Most sound stages come with their own equipment rental warehouse, also, so heavy lifting will likely be required. You may be the one tracking down extra gear for the client during their shoot.
Pros to interning at a studio: Exposure to several different kinds of productions
Cons: Not directly on set/not directly working for producers.
If you’re an artsy type and simply love film for the love of film, getting plugged in with the local film festival is a fantastic way to meet the passionate indie directors and producers in your city. Film festivals usually provide workshops, or events to help the community — and volunteers from within the industry help out.
This path to entry will require top-notch networking skills, and you may have to ask to intern for free again for the director or producer that you meet. But at least you’ll be bonding over the love of film, right?
Even if you don’t intern at the film festival, you should at least attend. You’ll never know who you’ll meet!
Pros to interning at a film festival: Potential access to several industry professionals. Access to several creative films before they get picked up for distribution.
Cons: Potential for a lot of office work.
Post production house.
If editing appeals to you (and you’re a fan of air conditioning), post production houses occasionally offer internships. It’s generally not as fast-paced as other internships, but you’ll meet other editors and observe the post-production workflow in action. Keep in mind post-production favors the computer-savvy and those are the types of people who usually are given internships.
Pros to interning at a post house: Air conditioning, meet other editors, usually pretty awesome coffee.

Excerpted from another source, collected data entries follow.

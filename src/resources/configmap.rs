// Copyright (c) 2025 Erick Bourgeois, firestoned
// SPDX-License-Identifier: MIT

//! The Prometheus configuration ConfigMap.
//!
//! The desired state is the current Prometheus document with its managed scrape jobs
//! replaced by the jobs generated from the live guest clusters. After the update the
//! resource asks the [`Reloader`] to reload Prometheus, which also covers certificate
//! changes requested earlier in the same reconciliation.

use super::reload::reload_prometheus;
use super::{ManagedResource, Patch, StepOutcome};
use crate::config::ConfigMapConfig;
use crate::errors::{Error, Result};
use crate::key;
use crate::kubernetes::{KubeApi, UpdateOutcome};
use crate::metrics::{Telemetry, SCRAPE_CONFIGS_GENERATED};
use crate::reloader::Reloader;
use crate::scrape::{build_scrape_configs, merge, PrometheusConfig};
use async_trait::async_trait;
use k8s_openapi::api::core::v1::ConfigMap;
use std::path::PathBuf;
use std::sync::Arc;
use tokio_util::sync::CancellationToken;
use tracing::{debug, info};

const RESOURCE_NAME: &str = "configmap";

/// A Prometheus ConfigMap together with the data key holding the configuration.
#[derive(Debug, Clone)]
pub struct PromConfigMap {
    config_map: ConfigMap,
    key: String,
}

impl PromConfigMap {
    /// Wrap `config_map`, reading its configuration from `key`.
    #[must_use]
    pub fn new(config_map: ConfigMap, key: impl Into<String>) -> Self {
        Self {
            config_map,
            key: key.into(),
        }
    }

    /// Name of the ConfigMap.
    #[must_use]
    pub fn name(&self) -> &str {
        self.config_map.metadata.name.as_deref().unwrap_or_default()
    }

    /// Namespace of the ConfigMap.
    #[must_use]
    pub fn namespace(&self) -> &str {
        self.config_map
            .metadata
            .namespace
            .as_deref()
            .unwrap_or_default()
    }

    /// Prometheus configuration text, if the key is present.
    #[must_use]
    pub fn prometheus_yaml(&self) -> Option<&str> {
        self.config_map
            .data
            .as_ref()
            .and_then(|data| data.get(&self.key))
            .map(String::as_str)
    }

    /// The wrapped ConfigMap.
    #[must_use]
    pub fn config_map(&self) -> &ConfigMap {
        &self.config_map
    }

    fn with_prometheus_yaml(mut self, yaml: String) -> Self {
        self.config_map
            .data
            .get_or_insert_with(Default::default)
            .insert(self.key.clone(), yaml);
        self
    }
}

/// Keeps the managed scrape jobs of the Prometheus ConfigMap in sync.
pub struct ConfigMapResource {
    kube: Arc<dyn KubeApi>,
    reloader: Arc<Reloader>,
    telemetry: Arc<dyn Telemetry>,
    config: ConfigMapConfig,
    certificate_directory: PathBuf,
}

impl ConfigMapResource {
    /// Create the resource for the ConfigMap named by `config`.
    ///
    /// Generated jobs reference certificate files under `certificate_directory`.
    pub fn new(
        config: ConfigMapConfig,
        certificate_directory: PathBuf,
        kube: Arc<dyn KubeApi>,
        reloader: Arc<Reloader>,
        telemetry: Arc<dyn Telemetry>,
    ) -> Self {
        Self {
            kube,
            reloader,
            telemetry,
            config,
            certificate_directory,
        }
    }

    fn not_found(&self) -> Error {
        Error::ConfigMapNotFound {
            namespace: self.config.namespace.clone(),
            name: self.config.name.clone(),
        }
    }

    async fn fetch(&self) -> Result<PromConfigMap> {
        let config_map = self
            .kube
            .get_config_map(&self.config.namespace, &self.config.name)
            .await?
            .ok_or_else(|| self.not_found())?;
        Ok(PromConfigMap::new(config_map, self.config.key.clone()))
    }
}

#[async_trait]
impl ManagedResource for ConfigMapResource {
    type State = PromConfigMap;

    fn name(&self) -> &'static str {
        RESOURCE_NAME
    }

    async fn current(&self) -> Result<PromConfigMap> {
        self.fetch().await
    }

    async fn desired(&self) -> Result<PromConfigMap> {
        let current = self.fetch().await?;
        let yaml = current
            .prometheus_yaml()
            .ok_or_else(|| Error::ConfigMapKeyNotFound {
                namespace: self.config.namespace.clone(),
                name: self.config.name.clone(),
                key: self.config.key.clone(),
            })?;

        let prometheus = PrometheusConfig::from_yaml(yaml).map_err(|e| Error::InvalidConfigMap {
            namespace: self.config.namespace.clone(),
            name: self.config.name.clone(),
            reason: e.to_string(),
        })?;

        let services = self
            .kube
            .list_services(&key::master_service_selector())
            .await?;
        let generated = build_scrape_configs(&services, &self.certificate_directory);
        #[allow(clippy::cast_precision_loss)]
        self.telemetry
            .observe(SCRAPE_CONFIGS_GENERATED, &[], generated.len() as f64);
        debug!(jobs = generated.len(), "Generated guest cluster scrape configs");

        let merged = merge(&prometheus, &generated)?.to_yaml()?;
        Ok(current.with_prometheus_yaml(merged))
    }

    fn patch(
        &self,
        current: &PromConfigMap,
        desired: PromConfigMap,
    ) -> Result<Patch<PromConfigMap>> {
        if current.name() != desired.name() {
            return Err(Error::WrongName {
                current: current.name().to_string(),
                desired: desired.name().to_string(),
            });
        }
        if current.namespace() != desired.namespace() {
            return Err(Error::WrongNamespace {
                current: current.namespace().to_string(),
                desired: desired.namespace().to_string(),
            });
        }

        if current.prometheus_yaml() == desired.prometheus_yaml() {
            return Ok(Patch::empty());
        }
        Ok(Patch::update(desired))
    }

    async fn apply(
        &self,
        patch: Patch<PromConfigMap>,
        cancel: &CancellationToken,
    ) -> Result<StepOutcome> {
        if let Some(desired) = patch.update {
            let outcome = tokio::select! {
                biased;
                () = cancel.cancelled() => return Err(Error::Cancelled),
                outcome = self.kube.update_config_map(desired.config_map()) => outcome?,
            };
            match outcome {
                UpdateOutcome::Updated => {
                    info!(
                        namespace = %desired.namespace(),
                        name = %desired.name(),
                        "Updated Prometheus configmap"
                    );
                    self.reloader.request_reload();
                }
                UpdateOutcome::Conflict => {
                    info!(
                        namespace = %desired.namespace(),
                        name = %desired.name(),
                        "Prometheus configmap changed concurrently, converging on next reconciliation"
                    );
                }
                UpdateOutcome::NotFound => return Err(self.not_found()),
            }
        }

        reload_prometheus(&self.reloader, cancel).await
    }
}

#[cfg(test)]
#[path = "configmap_tests.rs"]
mod configmap_tests;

Cons: Interns are rarely allowed to “sit in” on a paying client’s editing session. If by some miracle you are allowed in, keep your mouth shut.
A television network, especially one that produces some of their own content in-house, is another place to get a birds’ eye view into the process. They tend to be a bit more corporately run and have more protocol, procedures (and free cake!) than production companies, but it could help get your foot in the door. Depending on the network, there’s also a variety of departments within a television network to choose from — social media, production, post production, etc.
Pros to interning at a network: Stable hours, usually 8-10 hour days. Lots of birthdays, lots of free cake.
Cons: It’s a 9-5, removed from the freelance pool.
Other production internship ideas, although less connected to the filmmaking process:
- Local theater (especially if you want hands-on experience with set dec, make-up, or costuming)
- Talent agency/Casting agency
- Film commission
- Ad agencies
- News stations
Staff positions are rare — but it can happen.
Internships in production are different from interning at a hospital or becoming the apprentice of a mechanic, as nothing is guaranteed once your internship is over. Formal invitations to join the company don’t happen as often these days, but nothing is impossible. Work hard, do your best, have a positive attitude, adopt these tips. If you don’t get hired full-time, you still may be hired on a freelance basis.
There will always be menial tasks.
Internships bring cool experiences, but they can also be humbling! I was once teased mercilessly for not knowing how to sweep a floor to the art director’s specifications. Just assure yourself that yes, I’m overqualified to be taking Starbucks orders, but I’ve been given a task and I’m going to do it well — and work my way up.
Because, honestly? I’ve seen my boss pick up trash at the end of an 18 hour day; I still restock coolers and take lunch orders. No one is above any seemingly “menial” task. We’re all in this together, and the more experience you get, then yes, the more advanced tasks you’ll be given– and your paycheck will increase. But the “menial” tasks will always be there, for either you or I to finish.